O salário do farmacêutico não advem de venda casada de medicamento ou direcionamento de receita. Tampouco o salário do médico advém dessa mesma prática abominável, cabendo aos Conselhos Regionais de Farmácia e Medicina envidar esforços para banir essa conduta.

Portanto, aviltar o medicamento, um bem social destinado à manutenção da saúde e à cura de doenças, e rebaixar a assistência farmacêutica, um conjunto de serviços que têm a função de garantir o sucesso da terapêutica medicamentosa, à condição de peças de uma engrenagem sórdia para se ganhar dinheiro, de forma espúria, é venhoso. Fere a ética, fere a lei, fere a dignidade humana. Por isso, o CFF a reprova, veementemente, e contra ela lutará com todo o destemor.

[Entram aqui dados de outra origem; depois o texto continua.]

//! Windowless play where only the enemies act.

use fog_tactics_core::Faction;
use fog_tactics_system_turn::TurnController;
use fog_tactics_world::query;
use tracing::info;

/// Result of a headless session.
#[derive(Clone, Copy, Debug, PartialEq, Eq)]
pub(crate) struct HeadlessSummary {
    pub(crate) rounds_played: u32,
    pub(crate) players_left: usize,
    pub(crate) enemies_left: usize,
}

/// Ends the player phase `rounds` times, stopping early once a side is wiped out.
pub(crate) fn run(controller: &mut TurnController, rounds: u32) -> HeadlessSummary {
    let mut rounds_played = 0;
    while rounds_played < rounds && both_sides_standing(controller) {
        let report = controller.next_round();
        let _ = controller.drain_events();
        rounds_played += 1;

        let attacks = report
            .decisions
            .iter()
            .filter(|decision| decision.attacked)
            .count();
        info!(
            round = report.round,
            attacks,
            fallen = ?report.fallen_players(),
            "headless round finished"
        );
    }

    let world = controller.world();
    let summary = HeadlessSummary {
        rounds_played,
        players_left: query::living_units(world, Faction::Player).len(),
        enemies_left: query::living_units(world, Faction::Enemy).len(),
    };
    info!(
        rounds = summary.rounds_played,
        players = summary.players_left,
        enemies = summary.enemies_left,
        "headless session finished"
    );
    summary
}

fn both_sides_standing(controller: &TurnController) -> bool {
    let world = controller.world();
    !query::living_units(world, Faction::Player).is_empty()
        && !query::living_units(world, Faction::Enemy).is_empty()
}
fn draw_tiles(scene: &Scene) {
    let grid = scene.tile_grid;
    let ground = to_macroquad_color(Color::from_rgb_u8(0x3a, 0x5a, 0x40));
    let (origin, _) = screen_rect(scene, Vec2::ZERO);
    let (far_corner, _) = screen_rect(scene, Vec2::new(grid.width(), grid.height()));
    macroquad::shapes::draw_rectangle(
        origin.x,
        origin.y,
        far_corner.x - origin.x,
        far_corner.y - origin.y,
        ground,
    );

    let line_color = to_macroquad_color(grid.line_color);
    for column in 0..=grid.columns {
        let (top, _) = screen_rect(scene, Vec2::new(column as f32 * grid.tile_length, 0.0));
        macroquad::shapes::draw_line(top.x, origin.y, top.x, far_corner.y, 1.0, line_color);
    }
    for row in 0..=grid.rows {
        let (left, _) = screen_rect(scene, Vec2::new(0.0, row as f32 * grid.tile_length));
        macroquad::shapes::draw_line(origin.x, left.y, far_corner.x, left.y, 1.0, line_color);
    }
}

fn draw_highlights(scene: &Scene) {
    let tile_fill = macroquad::color::Color::new(0.2, 0.8, 0.3, 0.35);
    let marker = macroquad::color::Color::new(0.95, 0.2, 0.2, 1.0);
    for highlight in &scene.highlights {
        match *highlight {
            SceneHighlight::Tile(cell) => {
                let (top_left, step) = screen_rect(scene, scene.tile_grid.tile_origin(cell));
                macroquad::shapes::draw_rectangle(top_left.x, top_left.y, step, step, tile_fill);
            }
            SceneHighlight::Enemy(id) => {
                let Some(unit) = scene.unit(id) else {
                    continue;
                };
                let (top_left, step) = screen_rect(scene, scene.tile_grid.tile_origin(unit.cell));
                macroquad::shapes::draw_rectangle_lines(
                    top_left.x, top_left.y, step, step, 3.0, marker,
                );
            }
        }
    }
}

fn unit_fill(unit: &UnitPresentation) -> macroquad::color::Color {
    let base = match unit.sprite {
        SpriteKey::Character => Color::from_rgb_u8(0x3b, 0x7d, 0xd8),
        SpriteKey::Enemy => Color::from_rgb_u8(0xc0, 0x39, 0x2b),
    };
    to_macroquad_color(unit.tint.unwrap_or(base))
}

fn draw_units(scene: &Scene) {
    for unit in scene.units.iter().filter(|unit| unit.visible) {
        let (top_left, step) = screen_rect(scene, scene.tile_grid.tile_origin(unit.cell));
        let center = top_left + Vec2::splat(step * 0.5);
        let fill = unit_fill(unit);
        match unit.sprite {
            SpriteKey::Character => {
                macroquad::shapes::draw_circle(center.x, center.y, step * 0.38, fill);
                macroquad::shapes::draw_circle_lines(center.x, center.y, step * 0.38, 2.0, BLACK);
            }
            SpriteKey::Enemy => {
                let inset = step * 0.15;
                let side = step - 2.0 * inset;
                macroquad::shapes::draw_rectangle(
                    top_left.x + inset,
                    top_left.y + inset,
                    side,
                    side,
                    fill,
                );
                macroquad::shapes::draw_rectangle_lines(
                    top_left.x + inset,
                    top_left.y + inset,
                    side,
                    side,
                    2.0,
                    BLACK,
                );
            }
        }
    }
}

fn draw_fog(scene: &Scene) {
    let shade = macroquad::color::Color::new(0.0, 0.0, 0.0, 0.55);
    let grid = scene.tile_grid;
    for (index, visible) in scene.fog.iter().enumerate() {
        if *visible || grid.columns == 0 {
            continue;
        }
        let column = index as u32 % grid.columns;
        let row = index as u32 / grid.columns;
        let origin = Vec2::new(column as f32, row as f32) * grid.tile_length;
        let (top_left, step) = screen_rect(scene, origin);
        macroquad::shapes::draw_rectangle(top_left.x, top_left.y, step, step, shade);
    }
}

Mas o Conselho Federal de Farmácia reconhece que a prática denunciada pela Rede Globo não faz parte da índole dos farmacêuticos brasileiros. Eles são profissionais responsáveis, honestos, dignos. E mais: prepararam-se, técnica e cientificamente, e imbuíram-se do mais puro espírito de responsabilidade social para servir bem a população.

De sorte que não aceitamos, mas de forma alguma, a pecha de que os farmacêuticos pratiquem costumeiramente atos que ferem a sua ética profissional. Que os faltosos – apenas eles – paguem por suas condutas.

Dr. Jaldo de Souza Santos,
Presidente do Conselho Federal de Farmácia (CFF).